Unwantend empty files with same name as folders










Solution
You are probably using an Azure Storage Account V2 (general purpose v2) without the hierarchical namespace setting enabled. You can check that on the Overview page of the Storage Account.
Hierarchical namespace disabled
















To solve this you need to enable that setting in your storage account. You can do that bij clicking on 'Disabled' behind Hierarchical namespace on the Overview page of the Storage Account. However there are some options that don't work with the hierarchical namespace like 'point-in-time restore for containers', 'versioning for blobs', 'blob change feed' and 'version-level immutability support''. When you enable the hierarchical namespace setting you will get a warning about this so that you can disable those settings.

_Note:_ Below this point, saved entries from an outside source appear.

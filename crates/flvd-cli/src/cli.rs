//! Argument parsing and command dispatch.

use clap::{Args, Parser, Subcommand, ValueEnum};
use reqwest::Url;
use uuid::Uuid;

use crate::client::{AppContext, CliResult, parse_url};
use crate::commands::downloads::{handle_download, handle_remove};
use crate::output::render_status;

const DEFAULT_API_URL: &str = "http://127.0.0.1:7071";

/// Parses CLI arguments, executes the requested command, and returns the
/// process exit code: `0` for status 0, `1` for any other status, `2` for
/// validation errors, `3` for operational failures.
pub async fn run() -> i32 {
    run_with(Cli::parse()).await
}

pub(crate) async fn run_with(cli: Cli) -> i32 {
    let trace_id = Uuid::new_v4().to_string();
    match dispatch(cli, &trace_id).await {
        Ok(0) => 0,
        Ok(_) => 1,
        Err(err) => {
            eprintln!("error: {} (trace id {trace_id})", err.display_message());
            err.exit_code()
        }
    }
}

/// Run the command and hand back the service status code.
async fn dispatch(cli: Cli, trace_id: &str) -> CliResult<i32> {
    let ctx = AppContext::new(cli.api_url, cli.timeout, trace_id)?;
    let (operation, response) = match cli.command {
        Command::Download(args) => ("download", handle_download(&ctx, args).await?),
        Command::Remove(args) => ("remove", handle_remove(&ctx, args).await?),
    };
    tracing::debug!(operation, status = response.status, trace_id, "call finished");
    render_status(operation, &response, cli.output)?;
    Ok(response.status)
}

#[derive(Parser)]
#[command(name = "flvdctl", about = "Command-line client for the flvd download service")]
pub(crate) struct Cli {
    #[arg(
        long,
        global = true,
        env = "FLVD_API_URL",
        value_parser = parse_url,
        default_value = DEFAULT_API_URL
    )]
    pub(crate) api_url: Url,
    #[arg(
        long,
        global = true,
        env = "FLVD_HTTP_TIMEOUT_SECS",
        help = "Request timeout in seconds; unset waits for the stream to end"
    )]
    pub(crate) timeout: Option<u64>,
    #[arg(
        long = "output",
        alias = "format",
        global = true,
        value_enum,
        default_value_t = OutputFormat::Table
    )]
    pub(crate) output: OutputFormat,
    #[command(subcommand)]
    pub(crate) command: Command,
}

#[derive(Subcommand)]
pub(crate) enum Command {
    /// Fetch `URL_BASE ++ TITLE` into `DESTINATION_DIR ++ TITLE ++ ".flv"`.
    Download(DownloadArgs),
    /// Delete the file a matching download produced.
    Remove(RemoveArgs),
}

#[derive(Args)]
pub(crate) struct DownloadArgs {
    pub(crate) url_base: String,
    pub(crate) title: String,
    pub(crate) destination_dir: String,
}

#[derive(Args)]
pub(crate) struct RemoveArgs {
    pub(crate) title: String,
    pub(crate) destination_dir: String,
}

#[derive(Clone, Copy, Debug, PartialEq, Eq, ValueEnum)]
pub(crate) enum OutputFormat {
    Table,
    Json,
}

#[cfg(test)]
mod tests {
    use super::*;
    use anyhow::Result;
    use httpmock::MockServer;
    use httpmock::prelude::*;
    use serde_json::json;

    fn parse(args: &[&str]) -> Result<Cli> {
        Ok(Cli::try_parse_from(args)?)
    }

    #[test]
    fn download_arguments_are_positional() -> Result<()> {
        let cli = parse(&[
            "flvdctl",
            "--output",
            "json",
            "download",
            "rtmp://host/live/",
            "show",
            "/tmp/out/",
        ])?;
        assert_eq!(cli.output, OutputFormat::Json);
        assert_eq!(cli.timeout, None);
        let Command::Download(args) = cli.command else {
            anyhow::bail!("expected download command");
        };
        assert_eq!(args.url_base, "rtmp://host/live/");
        assert_eq!(args.title, "show");
        assert_eq!(args.destination_dir, "/tmp/out/");
        Ok(())
    }

    #[test]
    fn remove_requires_both_arguments() {
        assert!(Cli::try_parse_from(["flvdctl", "remove", "show"]).is_err());
        assert!(Cli::try_parse_from(["flvdctl", "remove", "show", "/tmp/"]).is_ok());
    }

    #[tokio::test]
    async fn exit_code_reflects_service_status() -> Result<()> {
        let server = MockServer::start_async().await;
        server.mock(|when, then| {
            when.method(POST).path("/v1/remove");
            then.status(200)
                .json_body(json!({"status": 2, "outcome": "not_found"}));
        });
        server.mock(|when, then| {
            when.method(POST).path("/v1/download");
            then.status(200)
                .json_body(json!({"status": 0, "outcome": "success"}));
        });
        let base = server.base_url();

        let remove = parse(&["flvdctl", "--api-url", &base, "remove", "t", "/tmp/"])?;
        assert_eq!(run_with(remove).await, 1);

        let download = parse(&["flvdctl", "--api-url", &base, "download", "u/", "t", "/tmp/"])?;
        assert_eq!(run_with(download).await, 0);
        Ok(())
    }

    #[tokio::test]
    async fn exit_code_separates_validation_and_transport_failures() -> Result<()> {
        let server = MockServer::start_async().await;
        server.mock(|when, then| {
            when.method(POST).path("/v1/download");
            then.status(409).json_body(json!({
                "type": "/problems/conflict",
                "title": "conflict",
                "status": 409
            }));
        });
        let base = server.base_url();

        let busy = parse(&["flvdctl", "--api-url", &base, "download", "u/", "t", "/tmp/"])?;
        assert_eq!(run_with(busy).await, 2);

        let unreachable = parse(&[
            "flvdctl",
            "--api-url",
            "http://127.0.0.1:1",
            "remove",
            "t",
            "/tmp/",
        ])?;
        assert_eq!(run_with(unreachable).await, 3);
        Ok(())
    }
}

After Step 2 Validate account you can donwload a json file all the stuff you need to fix first.
Upgrading your storage account














Make sure to consult other users / Data Contributors of that Data Lake before changing those settings or at a last resort you could just create a new separate Storage Account if you are not sure about the settings. An other option could be to create a Python or PowerShell script to clean up the empty files.

Conclusion
In this post your learned how to fix an annoying needless empty file 'bug' for each directory. This is especially handy when you have those flexible pipelines that store your files in neat folder structures per year/month/day. It is just one setting, but it could have consequences for other settings. Thanks to colleague Derek Groen for finding the right setting.